(Stored data entries)
==========

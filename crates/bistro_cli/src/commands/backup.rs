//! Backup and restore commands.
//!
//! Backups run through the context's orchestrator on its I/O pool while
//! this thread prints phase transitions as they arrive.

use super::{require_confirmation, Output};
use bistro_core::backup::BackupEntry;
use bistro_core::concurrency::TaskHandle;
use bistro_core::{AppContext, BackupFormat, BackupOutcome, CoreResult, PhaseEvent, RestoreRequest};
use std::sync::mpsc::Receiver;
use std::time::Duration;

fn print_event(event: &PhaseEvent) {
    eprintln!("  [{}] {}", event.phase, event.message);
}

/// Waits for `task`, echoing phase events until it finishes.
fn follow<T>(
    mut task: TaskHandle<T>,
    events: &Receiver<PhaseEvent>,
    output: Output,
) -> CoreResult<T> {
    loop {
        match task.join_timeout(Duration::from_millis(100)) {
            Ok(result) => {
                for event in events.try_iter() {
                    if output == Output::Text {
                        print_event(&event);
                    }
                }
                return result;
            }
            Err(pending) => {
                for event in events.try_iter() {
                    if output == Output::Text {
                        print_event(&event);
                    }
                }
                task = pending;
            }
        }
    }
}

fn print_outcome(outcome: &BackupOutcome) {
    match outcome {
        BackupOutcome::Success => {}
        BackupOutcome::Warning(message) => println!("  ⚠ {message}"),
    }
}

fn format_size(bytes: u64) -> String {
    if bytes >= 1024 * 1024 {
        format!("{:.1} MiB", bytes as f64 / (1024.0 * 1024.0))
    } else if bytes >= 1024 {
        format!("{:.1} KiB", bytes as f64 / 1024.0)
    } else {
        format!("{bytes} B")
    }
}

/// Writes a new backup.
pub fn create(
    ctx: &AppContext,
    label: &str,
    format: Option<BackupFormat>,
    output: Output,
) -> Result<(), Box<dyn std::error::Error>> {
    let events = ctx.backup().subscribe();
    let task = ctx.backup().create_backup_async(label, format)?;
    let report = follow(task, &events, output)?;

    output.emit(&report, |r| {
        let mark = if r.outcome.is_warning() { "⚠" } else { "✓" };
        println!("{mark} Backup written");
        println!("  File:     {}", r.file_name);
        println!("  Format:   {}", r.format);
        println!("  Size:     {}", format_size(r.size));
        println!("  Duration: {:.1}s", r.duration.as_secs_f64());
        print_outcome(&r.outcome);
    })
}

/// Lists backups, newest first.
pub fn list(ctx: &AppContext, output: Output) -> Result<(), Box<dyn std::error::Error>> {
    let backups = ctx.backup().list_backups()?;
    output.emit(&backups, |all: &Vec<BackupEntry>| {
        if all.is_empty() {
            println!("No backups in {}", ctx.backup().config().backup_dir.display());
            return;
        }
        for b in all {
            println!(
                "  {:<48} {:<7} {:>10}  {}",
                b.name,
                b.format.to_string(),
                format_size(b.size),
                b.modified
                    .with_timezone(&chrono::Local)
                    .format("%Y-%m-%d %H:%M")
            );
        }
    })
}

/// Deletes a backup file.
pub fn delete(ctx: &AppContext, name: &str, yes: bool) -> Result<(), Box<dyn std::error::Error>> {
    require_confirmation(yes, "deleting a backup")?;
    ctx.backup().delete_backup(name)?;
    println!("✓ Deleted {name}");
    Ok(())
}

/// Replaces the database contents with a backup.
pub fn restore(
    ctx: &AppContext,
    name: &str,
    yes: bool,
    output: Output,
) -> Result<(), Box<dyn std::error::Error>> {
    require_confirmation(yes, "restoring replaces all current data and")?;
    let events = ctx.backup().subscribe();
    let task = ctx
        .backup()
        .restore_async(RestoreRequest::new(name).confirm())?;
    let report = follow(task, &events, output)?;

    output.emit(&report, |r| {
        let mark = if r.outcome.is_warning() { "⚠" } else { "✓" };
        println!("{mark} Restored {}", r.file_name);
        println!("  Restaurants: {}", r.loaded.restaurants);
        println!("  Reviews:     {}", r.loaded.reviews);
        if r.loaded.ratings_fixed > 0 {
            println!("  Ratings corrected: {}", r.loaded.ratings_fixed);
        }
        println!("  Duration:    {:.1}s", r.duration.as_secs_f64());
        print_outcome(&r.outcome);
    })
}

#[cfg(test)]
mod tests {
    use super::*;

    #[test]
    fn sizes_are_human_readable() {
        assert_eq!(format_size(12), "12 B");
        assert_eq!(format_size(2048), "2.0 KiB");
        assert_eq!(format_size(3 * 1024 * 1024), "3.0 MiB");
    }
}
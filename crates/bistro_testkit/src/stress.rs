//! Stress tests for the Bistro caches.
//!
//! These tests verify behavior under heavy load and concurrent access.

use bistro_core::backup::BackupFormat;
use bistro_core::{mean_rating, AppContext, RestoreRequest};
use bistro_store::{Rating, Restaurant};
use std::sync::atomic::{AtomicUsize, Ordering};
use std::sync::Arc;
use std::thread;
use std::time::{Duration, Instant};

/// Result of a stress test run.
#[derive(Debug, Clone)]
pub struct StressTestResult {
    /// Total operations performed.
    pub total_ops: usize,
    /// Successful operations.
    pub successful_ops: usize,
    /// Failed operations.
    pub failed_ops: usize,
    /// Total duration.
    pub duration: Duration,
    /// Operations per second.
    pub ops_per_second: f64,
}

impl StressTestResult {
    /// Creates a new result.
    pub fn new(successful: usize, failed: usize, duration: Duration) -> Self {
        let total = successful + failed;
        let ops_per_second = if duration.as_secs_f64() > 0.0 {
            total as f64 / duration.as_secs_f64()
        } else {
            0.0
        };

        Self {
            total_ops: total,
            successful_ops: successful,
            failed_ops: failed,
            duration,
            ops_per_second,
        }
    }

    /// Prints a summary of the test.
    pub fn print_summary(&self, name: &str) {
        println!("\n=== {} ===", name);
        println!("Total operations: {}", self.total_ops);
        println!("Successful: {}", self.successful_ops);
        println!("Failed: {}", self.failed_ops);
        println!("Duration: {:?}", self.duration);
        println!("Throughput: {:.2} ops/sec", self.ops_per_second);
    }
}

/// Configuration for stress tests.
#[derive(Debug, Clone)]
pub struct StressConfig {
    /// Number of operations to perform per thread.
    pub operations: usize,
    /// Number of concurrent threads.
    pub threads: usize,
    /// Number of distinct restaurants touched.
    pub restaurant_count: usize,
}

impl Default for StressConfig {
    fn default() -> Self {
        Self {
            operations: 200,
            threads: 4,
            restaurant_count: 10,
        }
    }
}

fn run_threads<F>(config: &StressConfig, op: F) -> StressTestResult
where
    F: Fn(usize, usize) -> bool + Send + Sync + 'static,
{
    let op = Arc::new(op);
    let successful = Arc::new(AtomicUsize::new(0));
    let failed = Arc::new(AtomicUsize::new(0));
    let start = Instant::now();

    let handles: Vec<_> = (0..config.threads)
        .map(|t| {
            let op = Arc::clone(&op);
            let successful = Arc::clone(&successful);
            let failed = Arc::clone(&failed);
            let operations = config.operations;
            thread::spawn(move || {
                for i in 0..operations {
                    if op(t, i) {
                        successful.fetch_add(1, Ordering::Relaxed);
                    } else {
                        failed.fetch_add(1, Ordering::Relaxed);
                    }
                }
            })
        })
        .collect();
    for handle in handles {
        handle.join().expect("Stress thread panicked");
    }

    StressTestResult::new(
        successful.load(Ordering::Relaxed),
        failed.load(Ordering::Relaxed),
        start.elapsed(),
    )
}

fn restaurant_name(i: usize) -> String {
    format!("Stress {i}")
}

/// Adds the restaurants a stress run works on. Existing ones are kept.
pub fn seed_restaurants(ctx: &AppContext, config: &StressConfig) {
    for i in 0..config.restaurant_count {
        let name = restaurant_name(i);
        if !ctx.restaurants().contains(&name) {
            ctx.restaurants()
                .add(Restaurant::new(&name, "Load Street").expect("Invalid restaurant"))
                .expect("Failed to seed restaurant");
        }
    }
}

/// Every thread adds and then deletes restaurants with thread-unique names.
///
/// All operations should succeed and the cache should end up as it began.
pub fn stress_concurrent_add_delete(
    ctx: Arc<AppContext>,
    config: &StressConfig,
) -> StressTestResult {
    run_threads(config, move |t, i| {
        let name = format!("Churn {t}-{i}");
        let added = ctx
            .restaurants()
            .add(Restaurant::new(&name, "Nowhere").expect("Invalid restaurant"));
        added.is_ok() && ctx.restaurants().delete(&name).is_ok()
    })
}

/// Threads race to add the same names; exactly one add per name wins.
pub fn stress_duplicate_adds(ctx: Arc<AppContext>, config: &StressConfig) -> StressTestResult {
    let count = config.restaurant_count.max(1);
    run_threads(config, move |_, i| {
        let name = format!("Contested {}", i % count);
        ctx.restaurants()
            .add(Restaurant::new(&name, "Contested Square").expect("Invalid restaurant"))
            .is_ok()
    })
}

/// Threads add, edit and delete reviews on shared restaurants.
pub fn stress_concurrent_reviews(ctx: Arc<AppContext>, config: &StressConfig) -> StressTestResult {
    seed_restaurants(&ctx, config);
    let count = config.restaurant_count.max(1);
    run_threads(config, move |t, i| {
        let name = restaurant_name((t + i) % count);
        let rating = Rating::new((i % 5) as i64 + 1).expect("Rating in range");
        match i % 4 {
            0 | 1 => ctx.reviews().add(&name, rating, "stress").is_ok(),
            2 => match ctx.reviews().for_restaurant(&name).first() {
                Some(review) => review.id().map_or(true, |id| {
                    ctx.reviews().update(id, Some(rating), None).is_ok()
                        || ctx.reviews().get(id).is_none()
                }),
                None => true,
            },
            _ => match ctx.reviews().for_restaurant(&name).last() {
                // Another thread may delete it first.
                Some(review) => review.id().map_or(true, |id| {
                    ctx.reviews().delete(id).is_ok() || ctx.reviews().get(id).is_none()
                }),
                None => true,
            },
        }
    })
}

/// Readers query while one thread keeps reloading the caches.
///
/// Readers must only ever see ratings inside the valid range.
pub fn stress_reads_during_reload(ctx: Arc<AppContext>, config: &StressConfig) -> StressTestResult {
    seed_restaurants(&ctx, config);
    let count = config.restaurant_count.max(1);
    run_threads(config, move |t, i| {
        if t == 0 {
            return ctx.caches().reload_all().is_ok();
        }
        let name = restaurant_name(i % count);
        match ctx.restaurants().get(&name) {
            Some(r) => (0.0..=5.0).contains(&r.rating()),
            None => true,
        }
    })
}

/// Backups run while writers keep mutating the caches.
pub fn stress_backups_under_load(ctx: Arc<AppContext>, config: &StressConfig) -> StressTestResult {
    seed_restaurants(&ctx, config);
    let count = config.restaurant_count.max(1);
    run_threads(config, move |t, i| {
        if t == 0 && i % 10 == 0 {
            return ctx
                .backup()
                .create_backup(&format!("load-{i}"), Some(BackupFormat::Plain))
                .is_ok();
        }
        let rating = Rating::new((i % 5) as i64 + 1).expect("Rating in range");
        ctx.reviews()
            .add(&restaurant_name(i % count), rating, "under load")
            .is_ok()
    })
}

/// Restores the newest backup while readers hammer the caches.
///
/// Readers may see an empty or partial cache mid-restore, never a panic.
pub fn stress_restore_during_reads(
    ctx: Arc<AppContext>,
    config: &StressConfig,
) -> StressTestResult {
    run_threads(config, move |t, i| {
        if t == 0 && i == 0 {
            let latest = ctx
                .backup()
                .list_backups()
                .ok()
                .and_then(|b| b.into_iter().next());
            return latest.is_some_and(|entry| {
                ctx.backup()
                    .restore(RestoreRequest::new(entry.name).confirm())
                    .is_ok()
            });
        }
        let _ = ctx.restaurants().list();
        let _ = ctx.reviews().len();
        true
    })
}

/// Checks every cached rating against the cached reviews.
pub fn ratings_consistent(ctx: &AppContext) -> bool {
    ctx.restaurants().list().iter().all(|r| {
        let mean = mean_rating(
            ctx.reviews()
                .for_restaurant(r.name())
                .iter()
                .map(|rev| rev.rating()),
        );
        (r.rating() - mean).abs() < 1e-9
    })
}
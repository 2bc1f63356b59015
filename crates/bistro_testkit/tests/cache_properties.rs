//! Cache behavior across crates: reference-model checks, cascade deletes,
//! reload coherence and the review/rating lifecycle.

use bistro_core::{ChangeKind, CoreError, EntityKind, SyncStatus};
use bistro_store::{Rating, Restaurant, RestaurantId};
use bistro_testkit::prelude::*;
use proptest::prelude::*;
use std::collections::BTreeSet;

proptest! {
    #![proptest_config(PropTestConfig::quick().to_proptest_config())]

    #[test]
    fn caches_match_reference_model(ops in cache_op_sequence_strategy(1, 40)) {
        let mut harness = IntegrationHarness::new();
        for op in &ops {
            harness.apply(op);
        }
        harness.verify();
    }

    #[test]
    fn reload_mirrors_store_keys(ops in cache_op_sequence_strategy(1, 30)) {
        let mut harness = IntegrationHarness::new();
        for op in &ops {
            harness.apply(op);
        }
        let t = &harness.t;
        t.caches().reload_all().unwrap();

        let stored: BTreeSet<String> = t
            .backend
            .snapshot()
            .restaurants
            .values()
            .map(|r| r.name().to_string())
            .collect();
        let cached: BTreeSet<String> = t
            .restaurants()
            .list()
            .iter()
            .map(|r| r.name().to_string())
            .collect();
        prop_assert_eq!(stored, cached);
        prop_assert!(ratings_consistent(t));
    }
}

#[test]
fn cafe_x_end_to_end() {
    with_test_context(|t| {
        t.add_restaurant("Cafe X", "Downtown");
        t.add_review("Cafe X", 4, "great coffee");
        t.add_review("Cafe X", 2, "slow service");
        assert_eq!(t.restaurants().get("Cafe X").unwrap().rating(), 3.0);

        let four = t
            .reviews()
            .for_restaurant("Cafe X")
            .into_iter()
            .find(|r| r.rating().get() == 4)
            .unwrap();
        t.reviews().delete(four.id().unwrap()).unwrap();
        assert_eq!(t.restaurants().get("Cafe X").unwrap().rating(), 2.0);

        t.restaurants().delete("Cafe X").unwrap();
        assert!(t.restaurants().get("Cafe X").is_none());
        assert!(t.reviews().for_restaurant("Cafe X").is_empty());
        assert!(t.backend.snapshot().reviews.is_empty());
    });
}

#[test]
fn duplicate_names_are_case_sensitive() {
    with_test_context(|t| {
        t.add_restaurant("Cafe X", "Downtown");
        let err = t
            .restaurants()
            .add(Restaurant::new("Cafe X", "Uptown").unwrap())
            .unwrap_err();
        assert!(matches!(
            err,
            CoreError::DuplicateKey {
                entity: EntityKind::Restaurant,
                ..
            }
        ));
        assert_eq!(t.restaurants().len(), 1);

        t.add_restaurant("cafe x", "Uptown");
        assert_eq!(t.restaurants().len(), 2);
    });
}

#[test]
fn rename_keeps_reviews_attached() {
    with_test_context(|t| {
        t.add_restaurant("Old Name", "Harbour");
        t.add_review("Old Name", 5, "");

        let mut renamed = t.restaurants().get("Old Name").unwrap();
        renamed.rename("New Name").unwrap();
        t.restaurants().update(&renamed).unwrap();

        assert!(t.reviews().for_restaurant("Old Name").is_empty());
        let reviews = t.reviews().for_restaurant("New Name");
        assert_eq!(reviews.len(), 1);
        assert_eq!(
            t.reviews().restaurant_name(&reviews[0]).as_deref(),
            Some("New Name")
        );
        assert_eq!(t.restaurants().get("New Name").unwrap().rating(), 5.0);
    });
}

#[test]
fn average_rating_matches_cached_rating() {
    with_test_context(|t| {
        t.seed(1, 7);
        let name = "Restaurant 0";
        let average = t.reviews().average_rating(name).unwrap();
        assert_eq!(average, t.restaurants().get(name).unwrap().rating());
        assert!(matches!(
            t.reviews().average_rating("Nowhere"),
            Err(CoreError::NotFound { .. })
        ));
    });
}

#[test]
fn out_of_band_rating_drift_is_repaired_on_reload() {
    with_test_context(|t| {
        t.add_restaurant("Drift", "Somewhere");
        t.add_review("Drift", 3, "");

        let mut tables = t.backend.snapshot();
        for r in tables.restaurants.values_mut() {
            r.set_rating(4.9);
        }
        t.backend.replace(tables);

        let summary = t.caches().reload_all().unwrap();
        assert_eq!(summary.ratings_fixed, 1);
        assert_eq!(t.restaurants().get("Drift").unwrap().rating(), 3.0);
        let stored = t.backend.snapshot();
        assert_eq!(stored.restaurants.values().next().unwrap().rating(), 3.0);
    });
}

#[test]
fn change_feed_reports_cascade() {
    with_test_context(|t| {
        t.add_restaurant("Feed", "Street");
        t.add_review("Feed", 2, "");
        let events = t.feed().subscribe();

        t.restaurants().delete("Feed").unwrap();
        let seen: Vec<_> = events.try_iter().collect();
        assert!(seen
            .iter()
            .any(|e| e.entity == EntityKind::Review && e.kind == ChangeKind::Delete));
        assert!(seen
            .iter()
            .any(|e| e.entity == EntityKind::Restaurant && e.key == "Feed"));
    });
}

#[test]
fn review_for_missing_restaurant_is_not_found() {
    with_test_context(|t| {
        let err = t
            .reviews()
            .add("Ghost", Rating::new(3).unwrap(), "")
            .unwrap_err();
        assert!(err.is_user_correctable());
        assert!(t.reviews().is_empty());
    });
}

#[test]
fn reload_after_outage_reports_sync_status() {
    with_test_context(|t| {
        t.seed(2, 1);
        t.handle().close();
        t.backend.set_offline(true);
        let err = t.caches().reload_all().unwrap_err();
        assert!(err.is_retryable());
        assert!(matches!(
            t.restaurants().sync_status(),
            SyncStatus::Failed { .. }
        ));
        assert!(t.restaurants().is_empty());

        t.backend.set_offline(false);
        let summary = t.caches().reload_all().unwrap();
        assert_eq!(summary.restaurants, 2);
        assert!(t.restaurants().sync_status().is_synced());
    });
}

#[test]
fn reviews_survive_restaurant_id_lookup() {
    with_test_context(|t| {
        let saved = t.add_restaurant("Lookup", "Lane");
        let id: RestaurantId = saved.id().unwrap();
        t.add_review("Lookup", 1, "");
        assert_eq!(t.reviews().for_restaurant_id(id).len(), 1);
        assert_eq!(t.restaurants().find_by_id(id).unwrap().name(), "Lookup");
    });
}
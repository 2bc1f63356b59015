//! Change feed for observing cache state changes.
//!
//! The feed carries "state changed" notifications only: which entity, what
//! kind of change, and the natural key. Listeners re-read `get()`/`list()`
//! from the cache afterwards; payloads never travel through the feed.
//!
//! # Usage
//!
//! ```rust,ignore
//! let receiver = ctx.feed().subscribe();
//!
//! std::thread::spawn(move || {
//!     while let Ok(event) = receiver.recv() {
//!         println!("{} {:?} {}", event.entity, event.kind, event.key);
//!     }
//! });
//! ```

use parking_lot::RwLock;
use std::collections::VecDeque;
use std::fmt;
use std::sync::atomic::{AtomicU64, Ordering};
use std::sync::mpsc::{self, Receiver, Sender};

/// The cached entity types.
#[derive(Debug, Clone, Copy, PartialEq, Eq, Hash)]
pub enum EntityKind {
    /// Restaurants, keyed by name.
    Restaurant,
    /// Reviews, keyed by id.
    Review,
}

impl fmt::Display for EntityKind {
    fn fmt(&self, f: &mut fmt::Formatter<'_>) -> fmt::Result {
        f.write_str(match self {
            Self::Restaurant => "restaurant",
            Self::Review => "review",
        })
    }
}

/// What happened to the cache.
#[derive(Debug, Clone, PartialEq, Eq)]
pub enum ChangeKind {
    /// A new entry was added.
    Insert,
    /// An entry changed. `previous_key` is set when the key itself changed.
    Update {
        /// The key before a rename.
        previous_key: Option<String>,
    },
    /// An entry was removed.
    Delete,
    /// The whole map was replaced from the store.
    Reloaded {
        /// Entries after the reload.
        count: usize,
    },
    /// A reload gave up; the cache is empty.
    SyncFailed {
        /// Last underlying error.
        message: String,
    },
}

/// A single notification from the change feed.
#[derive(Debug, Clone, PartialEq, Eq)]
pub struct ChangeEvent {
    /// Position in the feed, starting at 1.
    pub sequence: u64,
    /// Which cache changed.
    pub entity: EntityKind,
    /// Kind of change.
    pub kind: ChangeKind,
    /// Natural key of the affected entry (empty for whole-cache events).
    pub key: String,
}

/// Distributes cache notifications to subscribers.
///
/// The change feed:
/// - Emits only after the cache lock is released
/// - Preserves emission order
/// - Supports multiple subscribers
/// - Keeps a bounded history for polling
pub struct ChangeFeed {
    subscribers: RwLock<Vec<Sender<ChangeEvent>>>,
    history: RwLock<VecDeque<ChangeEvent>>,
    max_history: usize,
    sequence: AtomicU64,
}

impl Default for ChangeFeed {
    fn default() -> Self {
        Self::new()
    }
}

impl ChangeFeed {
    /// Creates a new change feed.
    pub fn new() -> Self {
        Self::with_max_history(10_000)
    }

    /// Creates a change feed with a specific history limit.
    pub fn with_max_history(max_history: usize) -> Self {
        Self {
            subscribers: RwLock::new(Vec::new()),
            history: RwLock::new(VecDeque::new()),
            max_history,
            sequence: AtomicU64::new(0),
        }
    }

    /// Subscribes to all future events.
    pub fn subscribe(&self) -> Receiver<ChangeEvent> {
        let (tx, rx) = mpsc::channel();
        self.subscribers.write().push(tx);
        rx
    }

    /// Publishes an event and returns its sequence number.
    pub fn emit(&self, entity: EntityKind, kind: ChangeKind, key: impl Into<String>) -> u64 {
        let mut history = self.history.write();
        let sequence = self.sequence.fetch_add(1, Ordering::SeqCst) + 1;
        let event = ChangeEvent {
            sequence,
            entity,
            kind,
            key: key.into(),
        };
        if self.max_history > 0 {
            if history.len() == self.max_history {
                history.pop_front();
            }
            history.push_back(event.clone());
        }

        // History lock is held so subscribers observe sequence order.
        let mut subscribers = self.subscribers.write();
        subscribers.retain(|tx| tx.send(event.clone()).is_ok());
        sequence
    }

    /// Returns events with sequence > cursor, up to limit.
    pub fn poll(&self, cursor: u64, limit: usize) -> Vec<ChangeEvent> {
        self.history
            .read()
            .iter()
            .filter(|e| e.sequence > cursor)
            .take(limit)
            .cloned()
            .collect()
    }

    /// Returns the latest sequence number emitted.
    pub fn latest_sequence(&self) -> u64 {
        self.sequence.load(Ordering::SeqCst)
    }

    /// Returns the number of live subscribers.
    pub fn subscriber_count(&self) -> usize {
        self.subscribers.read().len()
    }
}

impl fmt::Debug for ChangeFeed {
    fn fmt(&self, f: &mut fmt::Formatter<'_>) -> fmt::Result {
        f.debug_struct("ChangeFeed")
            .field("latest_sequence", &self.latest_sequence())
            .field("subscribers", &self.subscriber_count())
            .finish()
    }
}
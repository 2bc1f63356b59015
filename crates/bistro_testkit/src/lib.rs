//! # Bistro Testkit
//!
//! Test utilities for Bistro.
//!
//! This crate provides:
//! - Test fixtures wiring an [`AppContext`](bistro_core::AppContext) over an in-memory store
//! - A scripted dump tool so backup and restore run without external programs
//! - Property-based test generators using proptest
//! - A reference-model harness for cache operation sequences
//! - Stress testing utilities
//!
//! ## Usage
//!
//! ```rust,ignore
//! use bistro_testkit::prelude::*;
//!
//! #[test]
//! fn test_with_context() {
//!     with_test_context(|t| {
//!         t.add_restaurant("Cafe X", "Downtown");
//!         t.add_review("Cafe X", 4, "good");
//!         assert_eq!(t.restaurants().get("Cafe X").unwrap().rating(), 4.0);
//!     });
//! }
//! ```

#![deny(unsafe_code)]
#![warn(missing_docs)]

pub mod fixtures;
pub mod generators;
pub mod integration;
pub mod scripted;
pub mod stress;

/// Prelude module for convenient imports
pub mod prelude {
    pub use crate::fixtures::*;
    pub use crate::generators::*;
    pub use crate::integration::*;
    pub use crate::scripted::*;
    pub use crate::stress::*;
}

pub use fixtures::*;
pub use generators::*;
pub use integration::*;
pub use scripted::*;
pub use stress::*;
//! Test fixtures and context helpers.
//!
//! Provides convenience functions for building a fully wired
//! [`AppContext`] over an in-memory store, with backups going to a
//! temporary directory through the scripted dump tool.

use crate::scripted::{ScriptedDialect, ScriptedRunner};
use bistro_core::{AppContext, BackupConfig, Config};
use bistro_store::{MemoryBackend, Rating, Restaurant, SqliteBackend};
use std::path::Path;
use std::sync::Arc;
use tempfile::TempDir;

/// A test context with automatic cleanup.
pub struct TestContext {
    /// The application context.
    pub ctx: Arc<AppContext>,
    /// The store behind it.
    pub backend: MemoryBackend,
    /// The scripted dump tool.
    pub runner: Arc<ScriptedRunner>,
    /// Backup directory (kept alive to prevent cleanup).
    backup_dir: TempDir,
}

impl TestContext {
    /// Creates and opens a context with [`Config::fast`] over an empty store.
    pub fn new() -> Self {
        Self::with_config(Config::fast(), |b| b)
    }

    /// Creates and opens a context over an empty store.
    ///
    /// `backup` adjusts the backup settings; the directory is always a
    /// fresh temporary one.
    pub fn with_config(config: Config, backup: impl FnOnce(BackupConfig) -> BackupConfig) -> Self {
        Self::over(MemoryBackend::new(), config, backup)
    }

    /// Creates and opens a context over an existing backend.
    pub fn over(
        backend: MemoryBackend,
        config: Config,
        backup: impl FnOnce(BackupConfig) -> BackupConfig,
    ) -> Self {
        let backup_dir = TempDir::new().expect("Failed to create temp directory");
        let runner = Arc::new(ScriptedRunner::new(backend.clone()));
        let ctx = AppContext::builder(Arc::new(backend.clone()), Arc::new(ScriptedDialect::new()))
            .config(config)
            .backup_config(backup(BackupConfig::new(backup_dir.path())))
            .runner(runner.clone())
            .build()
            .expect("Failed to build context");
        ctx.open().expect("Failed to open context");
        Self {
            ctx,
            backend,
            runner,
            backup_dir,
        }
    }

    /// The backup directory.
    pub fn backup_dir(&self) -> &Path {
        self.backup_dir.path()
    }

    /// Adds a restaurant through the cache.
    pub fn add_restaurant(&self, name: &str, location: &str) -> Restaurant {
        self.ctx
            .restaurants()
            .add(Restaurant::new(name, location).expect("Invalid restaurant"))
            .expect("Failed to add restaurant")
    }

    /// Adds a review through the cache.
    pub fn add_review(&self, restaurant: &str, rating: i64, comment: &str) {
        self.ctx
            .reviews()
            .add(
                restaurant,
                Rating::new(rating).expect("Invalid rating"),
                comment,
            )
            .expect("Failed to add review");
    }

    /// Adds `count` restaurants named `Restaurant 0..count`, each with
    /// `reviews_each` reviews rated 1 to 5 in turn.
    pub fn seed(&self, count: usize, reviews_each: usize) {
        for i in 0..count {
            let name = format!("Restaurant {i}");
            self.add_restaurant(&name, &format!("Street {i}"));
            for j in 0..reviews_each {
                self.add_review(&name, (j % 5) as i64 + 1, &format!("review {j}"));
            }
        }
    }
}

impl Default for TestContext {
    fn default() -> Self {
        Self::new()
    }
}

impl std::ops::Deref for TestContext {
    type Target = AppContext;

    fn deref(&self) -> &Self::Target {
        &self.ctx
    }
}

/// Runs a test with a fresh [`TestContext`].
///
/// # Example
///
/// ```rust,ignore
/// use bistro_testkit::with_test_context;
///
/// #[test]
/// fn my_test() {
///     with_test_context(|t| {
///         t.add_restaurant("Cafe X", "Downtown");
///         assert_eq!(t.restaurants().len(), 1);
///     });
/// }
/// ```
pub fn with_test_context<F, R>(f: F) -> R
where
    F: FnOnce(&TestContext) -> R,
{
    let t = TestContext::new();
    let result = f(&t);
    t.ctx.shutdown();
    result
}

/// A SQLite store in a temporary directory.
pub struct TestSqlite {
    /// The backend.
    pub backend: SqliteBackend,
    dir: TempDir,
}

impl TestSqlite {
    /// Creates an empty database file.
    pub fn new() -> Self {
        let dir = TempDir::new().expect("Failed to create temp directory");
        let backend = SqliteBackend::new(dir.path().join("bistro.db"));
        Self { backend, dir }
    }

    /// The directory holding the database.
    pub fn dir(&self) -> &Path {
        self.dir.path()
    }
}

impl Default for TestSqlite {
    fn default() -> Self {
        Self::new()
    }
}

==========

TASK BRIEF
Copy every line in the records above that contains the word "kept".

WRITTEN RESPONSE
/// Adds the restaurants a stress run works on. Existing ones are kept.
    /// Backup directory (kept alive to prevent cleanup).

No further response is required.